### [Stored data entries]
- Opening Delimiter -
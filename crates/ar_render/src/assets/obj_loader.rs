//! OBJ file loader for 3D models
//!
//! Produces de-indexed vertex streams (position, texture coordinate, normal)
//! plus a `u32` index list. Vertices sharing the same `v/vt/vn` triple are
//! emitted once. Polygons are fan-triangulated.

use std::collections::HashMap;

use super::{AssetError, AssetSource};

/// Vertex streams of a loaded model
#[derive(Debug, Clone, Default, PartialEq)]
pub struct ObjData {
    /// Vertex positions
    pub positions: Vec<[f32; 3]>,
    /// Texture coordinates (zero when the file has none)
    pub tex_coords: Vec<[f32; 2]>,
    /// Vertex normals (+Y when the file has none)
    pub normals: Vec<[f32; 3]>,
    /// Triangle list indices
    pub indices: Vec<u32>,
}

impl ObjData {
    /// Number of unique vertices
    pub fn vertex_count(&self) -> usize {
        self.positions.len()
    }
}

/// Wavefront OBJ loader
pub struct ObjLoader;

impl ObjLoader {
    /// Load a named OBJ asset
    pub fn load(assets: &dyn AssetSource, name: &str) -> Result<ObjData, AssetError> {
        let text = assets.read_to_string(name)?;
        Self::parse(&text).map_err(|reason| AssetError::InvalidData {
            name: name.to_string(),
            reason,
        })
    }

    /// Parse OBJ text
    pub fn parse(text: &str) -> Result<ObjData, String> {
        let mut positions = Vec::new();
        let mut normals = Vec::new();
        let mut tex_coords = Vec::new();

        let mut data = ObjData::default();
        let mut unique: HashMap<(usize, Option<usize>, Option<usize>), u32> = HashMap::new();

        for (line_no, line) in text.lines().enumerate() {
            let line = line.trim();
            if line.is_empty() || line.starts_with('#') {
                continue;
            }

            let mut parts = line.split_whitespace();
            let Some(keyword) = parts.next() else { continue };
            let args: Vec<&str> = parts.collect();

            match keyword {
                "v" => positions.push(parse_floats::<3>(&args, line_no)?),
                "vn" => normals.push(parse_floats::<3>(&args, line_no)?),
                "vt" => tex_coords.push(parse_floats::<2>(&args, line_no)?),
                "f" => {
                    if args.len() < 3 {
                        return Err(format!("line {}: face needs at least 3 vertices", line_no + 1));
                    }

                    let mut face = Vec::with_capacity(args.len());
                    for corner in &args {
                        let key = parse_corner(corner, positions.len(), tex_coords.len(), normals.len())
                            .map_err(|e| format!("line {}: {}", line_no + 1, e))?;

                        let index = match unique.get(&key) {
                            Some(&index) => index,
                            None => {
                                let (p, t, n) = key;
                                data.positions.push(positions[p]);
                                data.tex_coords.push(t.map_or([0.0, 0.0], |t| tex_coords[t]));
                                data.normals.push(n.map_or([0.0, 1.0, 0.0], |n| normals[n]));
                                let index = (data.positions.len() - 1) as u32;
                                unique.insert(key, index);
                                index
                            }
                        };
                        face.push(index);
                    }

                    for i in 1..face.len() - 1 {
                        data.indices.extend_from_slice(&[face[0], face[i], face[i + 1]]);
                    }
                }
                _ => {
                    // Ignore groups, materials and smoothing
                }
            }
        }

        if data.indices.is_empty() {
            return Err("No faces found in OBJ data".to_string());
        }

        log::debug!(
            "Parsed OBJ: {} unique vertices, {} triangles",
            data.vertex_count(),
            data.indices.len() / 3
        );
        Ok(data)
    }
}

fn parse_floats<const N: usize>(args: &[&str], line_no: usize) -> Result<[f32; N], String> {
    if args.len() < N {
        return Err(format!("line {}: expected {} components", line_no + 1, N));
    }
    let mut out = [0.0; N];
    for (slot, arg) in out.iter_mut().zip(args) {
        *slot = arg
            .parse()
            .map_err(|_| format!("line {}: invalid number '{}'", line_no + 1, arg))?;
    }
    Ok(out)
}

/// Resolve a 1-based (or negative, relative) OBJ index
fn resolve_index(raw: &str, len: usize) -> Result<usize, String> {
    let value: i64 = raw.parse().map_err(|_| format!("invalid index '{}'", raw))?;
    let resolved = if value > 0 { value - 1 } else { len as i64 + value };
    if value == 0 || resolved < 0 || resolved as usize >= len {
        return Err(format!("index {} out of bounds", value));
    }
    Ok(resolved as usize)
}

fn parse_corner(
    corner: &str,
    position_count: usize,
    tex_count: usize,
    normal_count: usize,
) -> Result<(usize, Option<usize>, Option<usize>), String> {
    let mut fields = corner.split('/');
    let position = resolve_index(fields.next().unwrap_or(""), position_count)?;
    let tex = match fields.next() {
        Some(raw) if !raw.is_empty() => Some(resolve_index(raw, tex_count)?),
        _ => None,
    };
    let normal = match fields.next() {
        Some(raw) if !raw.is_empty() => Some(resolve_index(raw, normal_count)?),
        _ => None,
    };
    Ok((position, tex, normal))
}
- Closing Delimiter -
### [Exercise instructions]
Set down, from the entries above, exactly the lines from the one with "for 3D models" up to and including the one with "Wavefront OBJ loader", and no other lines.

### [Expected answer]
//! OBJ file loader for 3D models
//!
//! Produces de-indexed vertex streams (position, texture coordinate, normal)
//! plus a `u32` index list. Vertices sharing the same `v/vt/vn` triple are
//! emitted once. Polygons are fan-triangulated.

use std::collections::HashMap;

use super::{AssetError, AssetSource};

/// Vertex streams of a loaded model
#[derive(Debug, Clone, Default, PartialEq)]
pub struct ObjData {
    /// Vertex positions
    pub positions: Vec<[f32; 3]>,
    /// Texture coordinates (zero when the file has none)
    pub tex_coords: Vec<[f32; 2]>,
    /// Vertex normals (+Y when the file has none)
    pub normals: Vec<[f32; 3]>,
    /// Triangle list indices
    pub indices: Vec<u32>,
}

impl ObjData {
    /// Number of unique vertices
    pub fn vertex_count(&self) -> usize {
        self.positions.len()
    }
}

/// Wavefront OBJ loader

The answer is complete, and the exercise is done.